#### Task instructions:
Give the number of lines in this listing that contain the word "names", and nothing else.

#### Given records:
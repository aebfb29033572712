//! Typed, validated option storage shared by the codecs.
//!
//! Each codec owns a [`Configuration`] parameterised by a [`Schema`]. The
//! schema fixes the set of option names, their defaults, and how an incoming
//! [`OptionValue`] is validated and coerced. Coercion happens on write, so
//! reads never fail on a badly typed value.

use std::collections::BTreeMap;
use std::fmt;

use serde::ser::{Serialize, SerializeMap, Serializer};
use zeroize::Zeroizing;

use crate::error::CodecError;

/// A dynamically typed option value.
#[derive(Clone, PartialEq)]
pub enum OptionValue {
    /// Absent value. Writing it leaves the option unchanged.
    Null,
    /// Text value.
    Text(String),
    /// Integer value.
    Integer(i64),
    /// Boolean value.
    Bool(bool),
    /// Raw bytes, zeroized on drop.
    Bytes(Zeroizing<Vec<u8>>),
}

impl OptionValue {
    fn kind(&self) -> &'static str {
        match self {
            Self::Null => "null",
            Self::Text(_) => "text",
            Self::Integer(_) => "integer",
            Self::Bool(_) => "boolean",
            Self::Bytes(_) => "bytes",
        }
    }
}

impl fmt::Debug for OptionValue {
    fn fmt(&self, f: &mut fmt::Formatter<'_>) -> fmt::Result {
        match self {
            Self::Null => write!(f, "Null"),
            Self::Text(s) => f.debug_tuple("Text").field(s).finish(),
            Self::Integer(n) => f.debug_tuple("Integer").field(n).finish(),
            Self::Bool(b) => f.debug_tuple("Bool").field(b).finish(),
            Self::Bytes(_) => f.debug_tuple("Bytes").field(&"[REDACTED]").finish(),
        }
    }
}

impl Serialize for OptionValue {
    fn serialize<S: Serializer>(&self, serializer: S) -> Result<S::Ok, S::Error> {
        match self {
            Self::Null => serializer.serialize_unit(),
            Self::Text(s) => serializer.serialize_str(s),
            Self::Integer(n) => serializer.serialize_i64(*n),
            Self::Bool(b) => serializer.serialize_bool(*b),
            Self::Bytes(_) => serializer.serialize_str("[REDACTED]"),
        }
    }
}

impl From<&str> for OptionValue {
    fn from(value: &str) -> Self {
        Self::Text(value.to_string())
    }
}

impl From<String> for OptionValue {
    fn from(value: String) -> Self {
        Self::Text(value)
    }
}

impl From<bool> for OptionValue {
    fn from(value: bool) -> Self {
        Self::Bool(value)
    }
}

impl From<i64> for OptionValue {
    fn from(value: i64) -> Self {
        Self::Integer(value)
    }
}

impl From<i32> for OptionValue {
    fn from(value: i32) -> Self {
        Self::Integer(i64::from(value))
    }
}

impl From<u32> for OptionValue {
    fn from(value: u32) -> Self {
        Self::Integer(i64::from(value))
    }
}

/// Values above `i64::MAX` are kept as their decimal text, which numeric
/// options reject.
impl From<u64> for OptionValue {
    fn from(value: u64) -> Self {
        i64::try_from(value).map_or_else(|_| Self::Text(value.to_string()), Self::Integer)
    }
}

impl From<usize> for OptionValue {
    fn from(value: usize) -> Self {
        i64::try_from(value).map_or_else(|_| Self::Text(value.to_string()), Self::Integer)
    }
}

impl From<Vec<u8>> for OptionValue {
    fn from(value: Vec<u8>) -> Self {
        Self::Bytes(Zeroizing::new(value))
    }
}

impl From<&[u8]> for OptionValue {
    fn from(value: &[u8]) -> Self {
        Self::Bytes(Zeroizing::new(value.to_vec()))
    }
}

impl From<Zeroizing<Vec<u8>>> for OptionValue {
    fn from(value: Zeroizing<Vec<u8>>) -> Self {
        Self::Bytes(value)
    }
}

impl<T: Into<OptionValue>> From<Option<T>> for OptionValue {
    fn from(value: Option<T>) -> Self {
        value.map_or(Self::Null, Into::into)
    }
}

impl TryFrom<&serde_json::Value> for OptionValue {
    type Error = CodecError;

    fn try_from(value: &serde_json::Value) -> Result<Self, Self::Error> {
        use serde_json::Value;

        match value {
            Value::Null => Ok(Self::Null),
            Value::Bool(b) => Ok(Self::Bool(*b)),
            Value::String(s) => Ok(Self::Text(s.clone())),
            Value::Number(n) => n.as_i64().map(Self::Integer).ok_or_else(|| {
                CodecError::InvalidArgument(format!("{} is not an integer", n))
            }),
            Value::Array(_) | Value::Object(_) => Err(CodecError::InvalidArgument(
                "option values must be scalars".to_string(),
            )),
        }
    }
}

// ============================================================================
// Schema
// ============================================================================

/// The fixed option set of one codec.
pub trait Schema: fmt::Debug {
    /// All recognised option names.
    fn names(&self) -> &'static [&'static str];

    /// Values applied before any caller option.
    fn defaults(&self) -> Vec<(&'static str, OptionValue)>;

    /// Validates and coerces `value` for the (recognised) option `name`.
    ///
    /// Never called with [`OptionValue::Null`].
    fn coerce(&self, name: &str, value: OptionValue) -> Result<OptionValue, CodecError>;
}

/// Accepts text only.
pub(crate) fn expect_text(name: &str, value: OptionValue) -> Result<OptionValue, CodecError> {
    match value {
        OptionValue::Text(_) => Ok(value),
        other => Err(type_error(name, "text", &other)),
    }
}

/// Accepts a non-negative integer or a string of ASCII digits.
pub(crate) fn expect_integer(name: &str, value: OptionValue) -> Result<OptionValue, CodecError> {
    match value {
        OptionValue::Integer(n) if n >= 0 => Ok(OptionValue::Integer(n)),
        OptionValue::Integer(n) => Err(CodecError::InvalidArgument(format!(
            "option \"{}\" must not be negative, got {}",
            name, n
        ))),
        OptionValue::Text(ref s) => parse_digits(s)
            .map(OptionValue::Integer)
            .ok_or_else(|| type_error(name, "numeric", &value)),
        other => Err(type_error(name, "numeric", &other)),
    }
}

/// Like [`expect_integer`], additionally capped at `max`.
pub(crate) fn expect_bounded(
    name: &str,
    value: OptionValue,
    max: i64,
) -> Result<OptionValue, CodecError> {
    match expect_integer(name, value)? {
        OptionValue::Integer(n) if n > max => Err(CodecError::InvalidArgument(format!(
            "option \"{}\" must be at most {}, got {}",
            name, max, n
        ))),
        value => Ok(value),
    }
}

/// Accepts a boolean, an integer or a digit string; coerces to boolean.
pub(crate) fn expect_flag(name: &str, value: OptionValue) -> Result<OptionValue, CodecError> {
    match value {
        OptionValue::Bool(_) => Ok(value),
        OptionValue::Integer(n) => Ok(OptionValue::Bool(n != 0)),
        OptionValue::Text(ref s) => parse_digits(s)
            .map(|n| OptionValue::Bool(n != 0))
            .ok_or_else(|| type_error(name, "boolean", &value)),
        other => Err(type_error(name, "boolean", &other)),
    }
}

/// Accepts bytes, or text taken as its UTF-8 bytes.
pub(crate) fn expect_bytes(name: &str, value: OptionValue) -> Result<OptionValue, CodecError> {
    match value {
        OptionValue::Bytes(_) => Ok(value),
        OptionValue::Text(s) => Ok(OptionValue::Bytes(Zeroizing::new(s.into_bytes()))),
        other => Err(type_error(name, "bytes", &other)),
    }
}

fn parse_digits(s: &str) -> Option<i64> {
    if s.is_empty() || !s.bytes().all(|b| b.is_ascii_digit()) {
        return None;
    }
    s.parse().ok()
}

fn type_error(name: &str, expected: &str, got: &OptionValue) -> CodecError {
    CodecError::InvalidArgument(format!(
        "option \"{}\" only accepts {}, got {}",
        name,
        expected,
        got.kind()
    ))
}

// ============================================================================
// Configuration
// ============================================================================

/// Validated option store for one codec instance.
#[derive(Debug, Clone)]
pub struct Configuration<S: Schema> {
    schema: S,
    values: BTreeMap<&'static str, OptionValue>,
}

impl<S: Schema> Configuration<S> {
    /// Creates a configuration holding the schema defaults.
    pub fn new(schema: S) -> Self {
        let values = schema.defaults().into_iter().collect();
        Self { schema, values }
    }

    /// Creates a configuration and applies `options` one by one.
    ///
    /// Application stops at the first invalid option; earlier options stay
    /// applied.
    pub fn with_options<I, K, V>(schema: S, options: I) -> Result<Self, CodecError>
    where
        I: IntoIterator<Item = (K, V)>,
        K: AsRef<str>,
        V: Into<OptionValue>,
    {
        let mut config = Self::new(schema);
        config.apply(options)?;
        Ok(config)
    }

    /// Creates a configuration from a JSON object of options.
    pub fn from_json(schema: S, options: &serde_json::Value) -> Result<Self, CodecError> {
        let object = options.as_object().ok_or_else(|| {
            CodecError::InvalidArgument("options must be a JSON object".to_string())
        })?;

        let mut config = Self::new(schema);
        for (name, value) in object {
            config.set(name, OptionValue::try_from(value)?)?;
        }
        Ok(config)
    }

    /// Applies `options` one by one through [`Configuration::set`].
    pub fn apply<I, K, V>(&mut self, options: I) -> Result<&mut Self, CodecError>
    where
        I: IntoIterator<Item = (K, V)>,
        K: AsRef<str>,
        V: Into<OptionValue>,
    {
        for (name, value) in options {
            self.set(name.as_ref(), value)?;
        }
        Ok(self)
    }

    /// Validates, coerces and stores an option.
    ///
    /// [`OptionValue::Null`] leaves the current value in place.
    pub fn set(
        &mut self,
        name: &str,
        value: impl Into<OptionValue>,
    ) -> Result<&mut Self, CodecError> {
        let key = self.resolve(name)?;
        let value = value.into();
        if value == OptionValue::Null {
            return Ok(self);
        }

        let coerced = self.schema.coerce(key, value)?;
        self.values.insert(key, coerced);
        Ok(self)
    }

    /// Returns the stored value of an option.
    ///
    /// # Errors
    ///
    /// [`CodecError::UnknownOption`] if the name is not recognised or the
    /// option was never set and has no default.
    pub fn get(&self, name: &str) -> Result<&OptionValue, CodecError> {
        let key = self.resolve(name)?;
        self.values
            .get(key)
            .ok_or_else(|| CodecError::UnknownOption(format!("\"{}\" is not set", name)))
    }

    /// Returns a text option, `None` if unset.
    pub fn text(&self, name: &str) -> Result<Option<&str>, CodecError> {
        match self.lookup(name)? {
            None => Ok(None),
            Some(OptionValue::Text(s)) => Ok(Some(s)),
            Some(other) => Err(mismatch(name, "text", other)),
        }
    }

    /// Returns an integer option, `None` if unset.
    pub fn integer(&self, name: &str) -> Result<Option<usize>, CodecError> {
        match self.lookup(name)? {
            None => Ok(None),
            Some(OptionValue::Integer(n)) => usize::try_from(*n).map(Some).map_err(|_| {
                CodecError::Configuration(format!("\"{}\" is out of range", name))
            }),
            Some(other) => Err(mismatch(name, "integer", other)),
        }
    }

    /// Returns a boolean option, `None` if unset.
    pub fn flag(&self, name: &str) -> Result<Option<bool>, CodecError> {
        match self.lookup(name)? {
            None => Ok(None),
            Some(OptionValue::Bool(b)) => Ok(Some(*b)),
            Some(other) => Err(mismatch(name, "boolean", other)),
        }
    }

    /// Returns a bytes option, `None` if unset.
    pub fn bytes(&self, name: &str) -> Result<Option<&[u8]>, CodecError> {
        match self.lookup(name)? {
            None => Ok(None),
            Some(OptionValue::Bytes(b)) => Ok(Some(b.as_slice())),
            Some(other) => Err(mismatch(name, "bytes", other)),
        }
    }

    /// Restores the schema defaults, dropping every caller option.
    pub fn reset(&mut self) {
        self.values = self.schema.defaults().into_iter().collect();
    }

    /// The schema this configuration validates against.
    pub fn schema(&self) -> &S {
        &self.schema
    }

    fn lookup(&self, name: &str) -> Result<Option<&OptionValue>, CodecError> {
        let key = self.resolve(name)?;
        Ok(self.values.get(key))
    }

    fn resolve(&self, name: &str) -> Result<&'static str, CodecError> {
        self.schema
            .names()
            .iter()
            .copied()
            .find(|known| *known == name)
            .ok_or_else(|| CodecError::UnknownOption(format!("\"{}\" is not defined", name)))
    }
}

fn mismatch(name: &str, expected: &str, got: &OptionValue) -> CodecError {
    CodecError::Configuration(format!(
        "\"{}\" holds {}, expected {}",
        name,
        got.kind(),
        expected
    ))
}

impl<S: Schema> Serialize for Configuration<S> {
    fn serialize<Ser: Serializer>(&self, serializer: Ser) -> Result<Ser::Ok, Ser::Error> {
        let mut map = serializer.serialize_map(Some(self.values.len()))?;
        for (name, value) in &self.values {
            map.serialize_entry(name, value)?;
        }
        map.end()
    }
}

#### Result of this task:
4